## Directions
Report, word for word, every line of the material that contains "TimeoutConfig".

## Material for this exercise
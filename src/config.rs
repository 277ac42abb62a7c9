//! Configuration parsing and management

use serde::{Deserialize, Deserializer, Serialize};
use std::path::{Path, PathBuf};
use std::time::Duration;

use crate::error::{Error, Result};

/// File name of the root certificate inside the CA directory
pub const ROOT_CERT_FILE: &str = "erra.crt.pem";

/// File name of the root private key inside the CA directory
pub const ROOT_KEY_FILE: &str = "erra.key.pem";

/// Main configuration structure
#[derive(Debug, Clone, Default, Deserialize, Serialize)]
pub struct Config {
    /// Listener settings
    #[serde(default)]
    pub proxy: ProxyConfig,

    /// Forged certificate settings
    #[serde(default)]
    pub certificates: CertificateConfig,

    /// Timeouts for upstream connects, tunnels and breakpoints
    #[serde(default)]
    pub timeouts: TimeoutConfig,

    /// Logging settings
    #[serde(default)]
    pub logging: LoggingConfig,
}

/// Listener configuration
#[derive(Debug, Clone, Deserialize, Serialize)]
pub struct ProxyConfig {
    /// Host both listeners bind to
    #[serde(default = "default_bind_host")]
    pub bind_host: String,

    /// Port of the plaintext HTTP / CONNECT listener
    #[serde(default = "default_http_port")]
    pub http_port: u16,

    /// Port of the TLS listener that tunnels to port 443 are routed to
    #[serde(default = "default_https_port")]
    pub https_port: u16,

    /// Directory holding `erra.crt.pem` and `erra.key.pem`
    #[serde(default = "default_ca_dir")]
    pub ca_dir: String,
}

impl Default for ProxyConfig {
    fn default() -> Self {
        Self {
            bind_host: default_bind_host(),
            http_port: default_http_port(),
            https_port: default_https_port(),
            ca_dir: default_ca_dir(),
        }
    }
}

fn default_bind_host() -> String {
    "0.0.0.0".to_string()
}

fn default_http_port() -> u16 {
    3344
}

fn default_https_port() -> u16 {
    3355
}

fn default_ca_dir() -> String {
    "ca".to_string()
}

impl ProxyConfig {
    /// Path of the root certificate PEM
    pub fn ca_cert_path(&self) -> PathBuf {
        Path::new(&self.ca_dir).join(ROOT_CERT_FILE)
    }

    /// Path of the root private key PEM
    pub fn ca_key_path(&self) -> PathBuf {
        Path::new(&self.ca_dir).join(ROOT_KEY_FILE)
    }
}

/// Leaf certificate cache configuration
#[derive(Debug, Clone, Deserialize, Serialize)]
pub struct CertificateConfig {
    /// Maximum number of leaf certificates kept in memory
    #[serde(default = "default_cache_capacity")]
    pub cache_capacity: usize,

    /// Seconds a cached leaf stays valid
    #[serde(default = "default_cache_ttl_secs")]
    pub cache_ttl_secs: u64,

    /// Validity period written into generated leaves
    #[serde(default = "default_leaf_validity_days")]
    pub leaf_validity_days: i64,
}

impl Default for CertificateConfig {
    fn default() -> Self {
        Self {
            cache_capacity: default_cache_capacity(),
            cache_ttl_secs: default_cache_ttl_secs(),
            leaf_validity_days: default_leaf_validity_days(),
        }
    }
}

fn default_cache_capacity() -> usize {
    500
}

fn default_cache_ttl_secs() -> u64 {
    60 * 60
}

fn default_leaf_validity_days() -> i64 {
    365
}

impl CertificateConfig {
    pub fn cache_ttl(&self) -> Duration {
        Duration::from_secs(self.cache_ttl_secs)
    }
}

/// Timeouts. A value of 0 disables the corresponding timeout.
#[derive(Debug, Clone, Deserialize, Serialize)]
pub struct TimeoutConfig {
    #[serde(default = "default_upstream_connect_secs")]
    pub upstream_connect_secs: u64,

    #[serde(default)]
    pub tunnel_idle_secs: u64,

    #[serde(default)]
    pub breakpoint_secs: u64,
}

impl Default for TimeoutConfig {
    fn default() -> Self {
        Self {
            upstream_connect_secs: default_upstream_connect_secs(),
            tunnel_idle_secs: 0,
            breakpoint_secs: 0,
        }
    }
}

fn default_upstream_connect_secs() -> u64 {
    30
}

fn non_zero_secs(secs: u64) -> Option<Duration> {
    (secs > 0).then(|| Duration::from_secs(secs))
}

impl TimeoutConfig {
    pub fn upstream_connect(&self) -> Option<Duration> {
        non_zero_secs(self.upstream_connect_secs)
    }

    pub fn tunnel_idle(&self) -> Option<Duration> {
        non_zero_secs(self.tunnel_idle_secs)
    }

    pub fn breakpoint(&self) -> Option<Duration> {
        non_zero_secs(self.breakpoint_secs)
    }
}

/// Logging configuration
#[derive(Debug, Clone, Serialize)]
pub struct LoggingConfig {
    /// Log level (error, warn, info, debug, trace)
    pub level: String,

    /// Whether to log each intercepted request line
    pub log_requests: bool,

    /// Whether to log each response status
    pub log_responses: bool,
}

impl Default for LoggingConfig {
    fn default() -> Self {
        Self {
            level: "info".to_string(),
            log_requests: true,
            log_responses: true,
        }
    }
}

/// Helper for deserializing `log_traffic` as either a bool or a table.
#[derive(Deserialize)]
#[serde(untagged)]
enum LogTrafficValue {
    Bool(bool),
    Table {
        #[serde(default = "default_true")]
        requests: bool,
        #[serde(default = "default_true")]
        responses: bool,
    },
}

fn default_true() -> bool {
    true
}

/// Raw helper struct for deserializing LoggingConfig from TOML.
#[derive(Deserialize)]
struct LoggingConfigRaw {
    #[serde(default = "default_log_level")]
    level: String,
    #[serde(default)]
    log_traffic: Option<LogTrafficValue>,
}

fn default_log_level() -> String {
    "info".to_string()
}

impl<'de> Deserialize<'de> for LoggingConfig {
    fn deserialize<D>(deserializer: D) -> std::result::Result<Self, D::Error>
    where
        D: Deserializer<'de>,
    {
        let raw = LoggingConfigRaw::deserialize(deserializer)?;
        let (log_requests, log_responses) = match raw.log_traffic {
            None => (true, true),
            Some(LogTrafficValue::Bool(b)) => (b, b),
            Some(LogTrafficValue::Table {
                requests,
                responses,
            }) => (requests, responses),
        };
        Ok(LoggingConfig {
            level: raw.level,
            log_requests,
            log_responses,
        })
    }
}

impl Config {
    /// Load configuration from a TOML file
    pub fn from_file(path: impl AsRef<Path>) -> Result<Self> {
        let content = std::fs::read_to_string(path.as_ref()).map_err(|e| {
            Error::config(format!(
                "Failed to read config file '{}': {}",
                path.as_ref().display(),
                e
            ))
        })?;

        Self::parse(&content)
    }

    /// Parse configuration from a TOML string
    pub fn parse(content: &str) -> Result<Self> {
        let config: Self =
            toml::from_str(content).map_err(|e| Error::config(format!("Invalid TOML: {}", e)))?;
        config.validate()?;
        Ok(config)
    }

    /// Reject settings the proxy cannot run with
    pub fn validate(&self) -> Result<()> {
        if self.certificates.cache_capacity == 0 {
            return Err(Error::config("certificates.cache_capacity must be at least 1"));
        }
        if self.certificates.leaf_validity_days <= 0 {
            return Err(Error::config(
                "certificates.leaf_validity_days must be positive",
            ));
        }
        if self.proxy.http_port != 0 && self.proxy.http_port == self.proxy.https_port {
            return Err(Error::config(format!(
                "proxy.http_port and proxy.https_port are both {}",
                self.proxy.http_port
            )));
        }
        Ok(())
    }

    /// Create a minimal configuration with ephemeral loopback ports
    pub fn minimal(ca_dir: impl Into<String>) -> Self {
        Self {
            proxy: ProxyConfig {
                bind_host: "127.0.0.1".to_string(),
                http_port: 0,
                https_port: 0,
                ca_dir: ca_dir.into(),
            },
            ..Self::default()
        }
    }
}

## Task solution
    pub timeouts: TimeoutConfig,
pub struct TimeoutConfig {
impl Default for TimeoutConfig {
impl TimeoutConfig {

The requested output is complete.